→ TASK
Among the entries below, please repeat exactly and only the lines from the line containing "async fn main()" to the line containing "let config = cli.config();", both lines included.

BEGIN SUPPLIED INFORMATION

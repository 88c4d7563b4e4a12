//! Setup configuration.

use serde::{Deserialize, Serialize};
use std::path::{Path, PathBuf};

/// Isolated environment directory, relative to the project root.
pub const DEFAULT_VENV_DIR: &str = "venv";

/// Dependency manifest, relative to the project root.
pub const DEFAULT_MANIFEST_PATH: &str = "./utils/requirements.txt";

/// Generator script, relative to the project root.
pub const DEFAULT_GENERATOR_PATH: &str = "./utils/generate_app_configs.py";

/// Where things live and how steps are launched.
#[derive(Debug, Clone, PartialEq, Eq, Serialize, Deserialize)]
pub struct SetupConfig {
    /// Project root every relative path is resolved against.
    pub root: PathBuf,

    /// Isolated environment directory.
    pub venv_dir: PathBuf,

    /// Dependency manifest.
    pub manifest_path: PathBuf,

    /// Generator script.
    pub generator_path: PathBuf,

    /// Host interpreter used to create the environment.
    pub host_python: String,

    /// Per-step timeout in seconds (0 = none).
    pub step_timeout_secs: u64,
}

impl Default for SetupConfig {
    fn default() -> Self {
        SetupConfig {
            root: PathBuf::from("."),
            venv_dir: PathBuf::from(DEFAULT_VENV_DIR),
            manifest_path: PathBuf::from(DEFAULT_MANIFEST_PATH),
            generator_path: PathBuf::from(DEFAULT_GENERATOR_PATH),
            host_python: venv_manager::DEFAULT_HOST_PYTHON.to_string(),
            step_timeout_secs: 0,
        }
    }
}

impl SetupConfig {
    /// Default layout under `root`.
    pub fn new(root: impl Into<PathBuf>) -> Self {
        Self::default().with_root(root)
    }

    pub fn with_root(mut self, root: impl Into<PathBuf>) -> Self {
        self.root = root.into();
        self
    }

    pub fn with_host_python(mut self, program: &str) -> Self {
        self.host_python = program.to_string();
        self
    }

    pub fn with_step_timeout(mut self, secs: u64) -> Self {
        self.step_timeout_secs = secs;
        self
    }

    /// Environment directory under `root`.
    pub fn venv_under(&self, root: &Path) -> PathBuf {
        root.join(&self.venv_dir)
    }

    /// Manifest path under `root`.
    pub fn manifest_under(&self, root: &Path) -> PathBuf {
        root.join(&self.manifest_path)
    }

    /// Generator path under `root`.
    pub fn generator_under(&self, root: &Path) -> PathBuf {
        root.join(&self.generator_path)
    }
}

#[cfg(test)]
mod tests {
    use super::*;

    #[test]
    fn test_default_layout() {
        let config = SetupConfig::default();
        assert_eq!(config.root, PathBuf::from("."));
        assert_eq!(config.venv_dir, PathBuf::from("venv"));
        assert_eq!(config.manifest_path, PathBuf::from("./utils/requirements.txt"));
        assert_eq!(
            config.generator_path,
            PathBuf::from("./utils/generate_app_configs.py")
        );
        assert_eq!(config.step_timeout_secs, 0);
    }

    #[test]
    fn test_builders() {
        let config = SetupConfig::new("/srv/coins")
            .with_host_python("python3.11")
            .with_step_timeout(120);
        assert_eq!(config.root, PathBuf::from("/srv/coins"));
        assert_eq!(config.host_python, "python3.11");
        assert_eq!(config.step_timeout_secs, 120);
    }

    #[test]
    fn test_paths_resolve_under_root() {
        let config = SetupConfig::default();
        let root = Path::new("/srv/coins");
        assert_eq!(config.venv_under(root), PathBuf::from("/srv/coins/venv"));
        assert!(config
            .manifest_under(root)
            .ends_with("utils/requirements.txt"));
        assert!(config
            .generator_under(root)
            .starts_with("/srv/coins"));
    }
}
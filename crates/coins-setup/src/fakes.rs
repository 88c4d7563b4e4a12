//! In-process fake runner (testing only)
//!
//! `RecordingRunner` satisfies [`CommandRunner`] without spawning anything.
//! It records every command it receives and answers with scripted exit
//! codes, so tests can assert which steps were launched and with what.

use std::collections::HashMap;
use std::ffi::OsString;
use std::path::PathBuf;
use std::sync::Mutex;

use async_trait::async_trait;
use venv_manager::IsolatedEnvironment;

use crate::runner::{CommandRunner, StepResult};
use crate::step::{Step, StepCommand};
use crate::Result;

/// A command as the runner saw it.
#[derive(Debug, Clone)]
pub struct RecordedCall {
    pub step: Step,
    pub program: PathBuf,
    pub args: Vec<OsString>,
    pub envs: Vec<(String, OsString)>,
    pub env_remove: Vec<String>,
    pub current_dir: Option<PathBuf>,
    pub timeout_secs: u64,
}

/// Records commands and returns scripted exit codes (default 0).
///
/// A successful `CreateEnvironment` lays down a minimal environment
/// (directory plus empty interpreter file) the way `python -m venv` would.
#[derive(Debug, Default)]
pub struct RecordingRunner {
    calls: Mutex<Vec<RecordedCall>>,
    exit_codes: HashMap<Step, i32>,
    stderr: HashMap<Step, String>,
}

impl RecordingRunner {
    pub fn new() -> Self {
        Self::default()
    }

    /// Make `step` exit with `code`.
    pub fn with_exit_code(mut self, step: Step, code: i32) -> Self {
        self.exit_codes.insert(step, code);
        self
    }

    /// Make `step` report `text` on stderr.
    pub fn with_stderr(mut self, step: Step, text: &str) -> Self {
        self.stderr.insert(step, text.to_string());
        self
    }

    /// All recorded calls, in order.
    pub fn calls(&self) -> Vec<RecordedCall> {
        self.calls.lock().unwrap().clone()
    }

    /// Steps launched, in order.
    pub fn steps(&self) -> Vec<Step> {
        self.calls.lock().unwrap().iter().map(|c| c.step).collect()
    }

    /// Whether `step` was launched at least once.
    pub fn invoked(&self, step: Step) -> bool {
        self.calls.lock().unwrap().iter().any(|c| c.step == step)
    }

    /// Recorded call for `step`, if any.
    pub fn call(&self, step: Step) -> Option<RecordedCall> {
        self.calls
            .lock()
            .unwrap()
            .iter()
            .find(|c| c.step == step)
            .cloned()
    }
}

#[async_trait]
impl CommandRunner for RecordingRunner {
    async fn run(&self, command: &StepCommand) -> Result<StepResult> {
        self.calls.lock().unwrap().push(RecordedCall {
            step: command.step,
            program: command.program.clone(),
            args: command.args.clone(),
            envs: command.envs.clone(),
            env_remove: command.env_remove.clone(),
            current_dir: command.current_dir.clone(),
            timeout_secs: command.timeout_secs,
        });

        let exit_code = self.exit_codes.get(&command.step).copied().unwrap_or(0);

        if command.step == Step::CreateEnvironment && exit_code == 0 {
            if let Some(target) = command.args.last() {
                let env = IsolatedEnvironment::new(PathBuf::from(target));
                std::fs::create_dir_all(env.bin_dir())?;
                std::fs::write(env.interpreter(), b"")?;
            }
        }

        Ok(StepResult {
            step: command.step,
            exit_code,
            stdout: String::new(),
            stderr: self.stderr.get(&command.step).cloned().unwrap_or_default(),
            duration_ms: 0,
            success: exit_code == 0,
        })
    }
}
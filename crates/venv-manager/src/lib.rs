//! venv-manager: isolated Python environments for coins-setup
//!
//! This crate provides the environment layer of the setup workflow.
//! It knows where a virtual environment lives, whether it is present,
//! how to activate it for child processes, and how to read the
//! dependency manifest that gets installed into it.
//!
//! It never spawns processes itself; creation and installation commands
//! are described here and executed by the orchestrator.

pub mod environment;
pub mod error;
pub mod manifest;

pub use environment::{Activation, EnvironmentStatus, IsolatedEnvironment};
pub use error::VenvError;
pub use manifest::{DependencyManifest, ManifestEntry, ManifestFingerprint};

/// Result type for venv-manager operations
pub type Result<T> = std::result::Result<T, VenvError>;

/// Default host interpreter used to create environments
#[cfg(windows)]
pub const DEFAULT_HOST_PYTHON: &str = "python";
#[cfg(not(windows))]
pub const DEFAULT_HOST_PYTHON: &str = "python3";

/// Check if a host interpreter can be started
pub fn is_python_available(program: &str) -> bool {
    std::process::Command::new(program)
        .arg("--version")
        .stdout(std::process::Stdio::null())
        .stderr(std::process::Stdio::null())
        .status()
        .map(|s| s.success())
        .unwrap_or(false)
}

#[cfg(test)]
mod tests {
    use super::*;

    #[test]
    fn test_unknown_interpreter_is_unavailable() {
        assert!(!is_python_available("definitely-not-a-python-binary-xyz"));
    }
}
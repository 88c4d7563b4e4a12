//! Tracing setup for the `coins-setup` binary.
//!
//! Call [`init_tracing`] once at program start. Repeated calls are ignored
//! because the global subscriber can only be set once per process.

use tracing::Level;
use tracing_subscriber::layer::SubscriberExt;
use tracing_subscriber::util::SubscriberInitExt;
use tracing_subscriber::{fmt, EnvFilter, Layer};

/// Initialise the global tracing subscriber.
///
/// * `json` — emit newline-delimited JSON log lines.
/// * `level` — default verbosity when `RUST_LOG` is not set.
///
/// Log lines are written to stderr. The installer and the generator inherit
/// stdout, so whatever the generator prints there reaches the caller
/// without orchestration noise mixed in.
pub fn init_tracing(json: bool, level: Level) {
    let env_filter =
        EnvFilter::try_from_default_env().unwrap_or_else(|_| EnvFilter::new(level.as_str()));

    let output = fmt::layer()
        .with_target(false)
        .with_writer(std::io::stderr);
    let output = if json {
        output.json().boxed()
    } else {
        output.boxed()
    };

    tracing_subscriber::registry()
        .with(env_filter)
        .with(output)
        .try_init()
        .ok();
}
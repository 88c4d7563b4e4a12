//! coins-setup - environment bootstrap for the coin-config generator
//!
//! Provides a setup orchestrator that:
//! - Creates the project's Python virtual environment if it is missing
//! - Upgrades pip and installs the requirements file into it
//! - Runs the config generator inside it and propagates its exit status
//!
//! Every failure is fatal and maps to exit code 1.

pub mod config;
pub mod error;
pub mod fakes;
pub mod orchestrator;
pub mod runner;
pub mod step;
pub mod telemetry;

// Re-export key types
pub use config::SetupConfig;
pub use error::SetupError;
pub use orchestrator::{Orchestrator, RunReport};
pub use runner::{CommandRunner, StepResult, TokioCommandRunner};
pub use step::{OutputMode, Step, StepCommand};
pub use telemetry::init_tracing;
pub use venv_manager::EnvironmentStatus;

/// Result type for setup operations
pub type Result<T> = std::result::Result<T, SetupError>;
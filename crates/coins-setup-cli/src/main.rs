//! coins-setup - prepare the Python environment and generate coin configs
//!
//! Running `coins-setup` with no arguments:
//!
//! 1. creates `venv` if it does not exist yet
//! 2. checks `utils/requirements.txt` exists, then upgrades pip inside
//!    the environment
//! 3. installs `utils/requirements.txt`
//! 4. runs `utils/generate_app_configs.py` with the environment's Python
//!
//! Exits 0 when the generator succeeds and 1 on any failure.

use anyhow::Result;
use clap::Parser;
use coins_setup::{
    init_tracing, Orchestrator, RunReport, SetupConfig, SetupError, TokioCommandRunner,
};
use std::path::PathBuf;
use std::process::ExitCode;
use tracing::{warn, Level};
use venv_manager::{is_python_available, IsolatedEnvironment, DEFAULT_HOST_PYTHON};

#[derive(Parser)]
#[command(name = "coins-setup")]
#[command(version = env!("CARGO_PKG_VERSION"))]
#[command(
    about = "Set up the Python environment and run the coin config generator",
    long_about = None
)]
struct Cli {
    /// Enable verbose output
    #[arg(short, long)]
    verbose: bool,

    /// Emit JSON-formatted log lines
    #[arg(long)]
    json: bool,

    /// Project root containing `utils/`
    #[arg(long, env = "COINS_SETUP_ROOT", default_value = ".")]
    root: PathBuf,

    /// Host Python used to create the environment
    #[arg(long, env = "COINS_SETUP_PYTHON", default_value = DEFAULT_HOST_PYTHON)]
    python: String,

    /// Per-step timeout in seconds (0 disables)
    #[arg(long, env = "COINS_SETUP_STEP_TIMEOUT", default_value_t = 0)]
    step_timeout: u64,

    /// Write a JSON run report to this file
    #[arg(long)]
    report: Option<PathBuf>,
}

impl Cli {
    fn config(&self) -> SetupConfig {
        SetupConfig::new(&self.root)
            .with_host_python(&self.python)
            .with_step_timeout(self.step_timeout)
    }
}

#[tokio::main(flavor = "current_thread")]
async fn main() -> ExitCode {
    let cli = Cli::parse();

    let level = if cli.verbose {
        Level::DEBUG
    } else {
        Level::INFO
    };
    init_tracing(cli.json, level);

    match run(&cli).await {
        Ok(()) => ExitCode::SUCCESS,
        Err(e) => {
            eprintln!("error: {}", e);
            ExitCode::from(exit_code_for(&e))
        }
    }
}

async fn run(cli: &Cli) -> Result<()> {
    let config = cli.config();

    let env = IsolatedEnvironment::new(config.venv_under(&config.root));
    if !env.root().exists() && !host_python_responds(&config.host_python).await {
        warn!(
            python = %config.host_python,
            "Host interpreter does not respond to --version; environment creation will likely fail"
        );
    }

    let orchestrator = Orchestrator::new(config, TokioCommandRunner::new());
    let mut report = RunReport::new(&cli.root);
    let outcome = orchestrator.run_with_report(&mut report).await;

    // The run's own error decides the exit, not a failed report write.
    if let Some(path) = &cli.report {
        if let Err(e) = report.write_json(path) {
            warn!(path = %path.display(), error = %e, "Failed to write run report");
        }
    }

    outcome?;
    Ok(())
}

/// Probe the host interpreter off the async runtime.
async fn host_python_responds(program: &str) -> bool {
    let program = program.to_string();
    tokio::task::spawn_blocking(move || is_python_available(&program))
        .await
        .unwrap_or(false)
}

fn exit_code_for(err: &anyhow::Error) -> u8 {
    let code = err
        .downcast_ref::<SetupError>()
        .map(SetupError::exit_code)
        .unwrap_or(1);
    u8::try_from(code).unwrap_or(1)
}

END SUPPLIED INFORMATION

→ ANSWER AREA
async fn main() -> ExitCode {
    let cli = Cli::parse();

    let level = if cli.verbose {
        Level::DEBUG
    } else {
        Level::INFO
    };
    init_tracing(cli.json, level);

    match run(&cli).await {
        Ok(()) => ExitCode::SUCCESS,
        Err(e) => {
            eprintln!("error: {}", e);
            ExitCode::from(exit_code_for(&e))
        }
    }
}

async fn run(cli: &Cli) -> Result<()> {
    let config = cli.config();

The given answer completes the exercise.